HOME

Imam-Ali-Moschee: Al Sadr weicht nicht

Noch am Freitag hat alles auf ein rasches Ende des Konflikts um das schiitische Heiligtum in Nadschaf hingedeutet. Doch der radikale Prediger al Sadr weigert sich die Moschee zu räumen, und die USA fliegen Bombenangriffe.

Neue Kämpfe in der irakischen Stadt Nadschaf haben Hoffnungen auf ein friedliches Ende der Krise einen schweren Rückschlag versetzt. US-Kampfflugzeuge bombardierten in der Nacht zum Sonntag laut Augenzeugen die Altstadt, überall auf den Straßen seien Schüsse und Granatexplosionen zu hören gewesen. Kämpfer des radikalen Predigers Muktada al Sadr waren weiter in der Imam-Ali-Moschee verschanzt - die am Freitag angekündigte Übergabe des Schreins an die schiitische Geistlichkeit ist noch immer nicht zustande gekommen.

Erst räumen oder erst inspizieren?

Die Schlüsselübergabe an Vertreter von Großayatollah Ali al Husseini al Sistani, die nach Ansicht von Beobachtern ein wichtiger Schritt zur Beendigung der Konfrontation wäre, scheiterte am Samstag im Streit um die Modalitäten. Al Sistanis Vertreter hätten darauf bestanden, dass die Militanten zuerst die Moschee räumten, sagte ein Vertrauter al Sadrs. Seine Gruppe wiederum wolle, dass zunächst eine Delegation al Sistanis die Moschee inspizieren sollte. Dabei solle bestätigt werden, dass die Heiligtümer unbeschädigt seien, um möglichen späteren Vorwürfen vorzubeugen. Vertraute al Sistanis erklärten allerdings, wegen der unsicheren Lage in Nadschaf werde keine Delegation entsandt.
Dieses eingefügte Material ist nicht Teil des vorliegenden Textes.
//! Resampling onto a fixed time grid
//!
//! Picks, for every multiple of the interval up to the last observed time,
//! the index of the nearest actual sample. Other streams are then read at
//! exactly those indices.

use crate::types::StreamValue;
use std::collections::HashSet;

/// Indices of the samples nearest to 0, interval, 2·interval, ... up to the
/// last observed time (inclusive).
///
/// Equidistant candidates resolve to the lower index. Consecutive grid
/// points that land on the same sample are collapsed, keeping first
/// occurrence order. Samples without a time value are never selected.
pub fn find_sample_indices(time: &[Option<f64>], interval_seconds: f64) -> Vec<usize> {
    if !(interval_seconds.is_finite() && interval_seconds > 0.0) {
        return Vec::new();
    }
    let max_time = match time.iter().rev().find_map(|t| *t) {
        Some(t) => t,
        None => return Vec::new(),
    };

    let mut indices: Vec<usize> = Vec::new();
    let mut seen: HashSet<usize> = HashSet::new();
    let mut target = 0.0;
    while target <= max_time {
        if let Some(idx) = nearest_index(time, target) {
            if seen.insert(idx) {
                indices.push(idx);
            }
        }
        target += interval_seconds;
    }
    indices
}

/// First index with the smallest distance to `target`
fn nearest_index(time: &[Option<f64>], target: f64) -> Option<usize> {
    let mut best: Option<(usize, f64)> = None;
    for (idx, t) in time.iter().enumerate() {
        let Some(t) = t else { continue };
        let distance = (t - target).abs();
        match best {
            Some((_, best_distance)) if distance >= best_distance => {}
            _ => best = Some((idx, distance)),
        }
    }
    best.map(|(idx, _)| idx)
}

/// Numeric values of `data` at `indices`; out-of-range or non-numeric
/// entries become `None`
pub fn sample_numeric(data: &[StreamValue], indices: &[usize]) -> Vec<Option<f64>> {
    indices
        .iter()
        .map(|&idx| data.get(idx).and_then(StreamValue::as_f64))
        .collect()
}

/// Time values at `indices`
pub fn sample_time(time: &[Option<f64>], indices: &[usize]) -> Vec<Option<f64>> {
    indices
        .iter()
        .map(|&idx| time.get(idx).copied().flatten())
        .collect()
}
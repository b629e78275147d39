//! Stream Compact - Fixed-interval compaction of fitness activity streams
//!
//! Turns an activity's raw sensor streams into a compact record through a
//! deterministic pipeline: upstream adaptation → normalization → quantile
//! derivation → nearest-sample resampling → record encoding.
//!
//! Records are written one per line to JSONL batch files, which can be
//! summarized or have their heart-rate data replaced with synthetic values.

pub mod adapters;
pub mod batch;
pub mod config;
pub mod encoder;
pub mod error;
pub mod features;
pub mod normalizer;
pub mod numeric;
pub mod pipeline;
pub mod sampling;
pub mod summary;
pub mod types;

pub use adapters::{StravaAdapter, VendorPayloadAdapter};
pub use batch::{load_batch, randomize_heart_rate, save_batch, HeartRateRandomizer};
pub use config::CompactionConfig;
pub use error::ComputeError;
pub use pipeline::{activity_to_record, combine_activities, StreamCompactor};
pub use summary::{filter_running, BatchSummary};
pub use types::{ActivityBundle, ActivityRecord, ActivitySummary, RawStream};

/// Crate version, reported by the CLI
pub const COMPACT_VERSION: &str = env!("CARGO_PKG_VERSION");
//! Error types for stream compaction

use std::path::PathBuf;
use thiserror::Error;

/// Errors that can occur while compacting streams or handling batch files
#[derive(Debug, Error)]
pub enum ComputeError {
    #[error("Failed to parse upstream payload: {0}")]
    ParseError(String),

    #[error("Invalid JSON: {0}")]
    JsonError(#[from] serde_json::Error),

    #[error("I/O error: {0}")]
    Io(#[from] std::io::Error),

    #[error("Input file not found: {}", .0.display())]
    FileNotFound(PathBuf),

    #[error("Invalid JSON in {} at line {line}: {source} (content: {content})", .path.display())]
    BatchLine {
        path: PathBuf,
        line: usize,
        content: String,
        #[source]
        source: serde_json::Error,
    },

    #[error("Invalid UTF-8 in {} at line {line}: {source}", .path.display())]
    BatchEncoding {
        path: PathBuf,
        line: usize,
        #[source]
        source: std::string::FromUtf8Error,
    },

    #[error("Output path {} would overwrite the input batch", .0.display())]
    OutputOverwritesInput(PathBuf),

    #[error("Invalid configuration: {0}")]
    InvalidConfig(String),

    #[error("min_hr ({min}) must be less than max_hr ({max})")]
    InvalidHeartRateRange { min: u32, max: u32 },
}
Hussein al Sadr, ein entfernter Verwandter von Muktada al Sadr und Leiter einer Vermittlungsdelegation in der vergangenen Woche, rief den Prediger erneut auf, seine Kämpfer zu entwaffnen, aus dem Schrein abzuziehen und die Miliz aufzulösen. Er sprach von einem "Wettlauf gegen die Zeit". Bei den Kämpfen in der Nacht zum Sonntag wurden nach Krankenhausangaben mindestens drei Menschen getötet und 18 verletzt.

Im Süden Pakistans haben am Sonntag rund 5000 schiitische Muslime gegen die Kämpfe in der irakischen Pilgerstadt Nadschaf demonstriert und einen Abzug der US-Streitkräfte gefordert. Die Demonstranten verbrannten während der friedlichen Kundgebung in der Hafenstadt Karachi amerikanische und israelische Flaggen und ein Bild von US-Präsident George W. Bush. Die US-Truppen sollten den Irak schnellstmöglich verlassen, forderten sie.

Leiche eines Journalisten-Dolmetschers gefunden

Zwei französische Journalisten und ein italienischer Kollege werden im Irak vermisst, wie ihre Arbeitgeber mitteilten. Christian Chasnot, Reporter von Radio France Internationale (RFI), und Georges Malbrunot von der Tageszeitung "Le Figaro" waren beide in Bagdad im Einsatz. Auch von dem als freier Mitarbeiter für das Nachrichtenmagazin "Diario" arbeitenden Enzo Baldoni fehlt jede Spur, wie die Chefredaktion laut Nachrichtenagentur ANSA berichtete. Die Leiche von Baldonis Dolmetscher sei in der Nähe von Nadschaf gefunden worden.

Im Irak wurden möglicherweise auch zwölf Nepalesen entführt. Der nepalesische Ministerpräsident Sher Bahadur Deuba erklärte am Sonntag, die Regierung gehe entsprechenden Informationen auf der Web-Site der islamistischen Ansar-al-Sunna-Armee nach.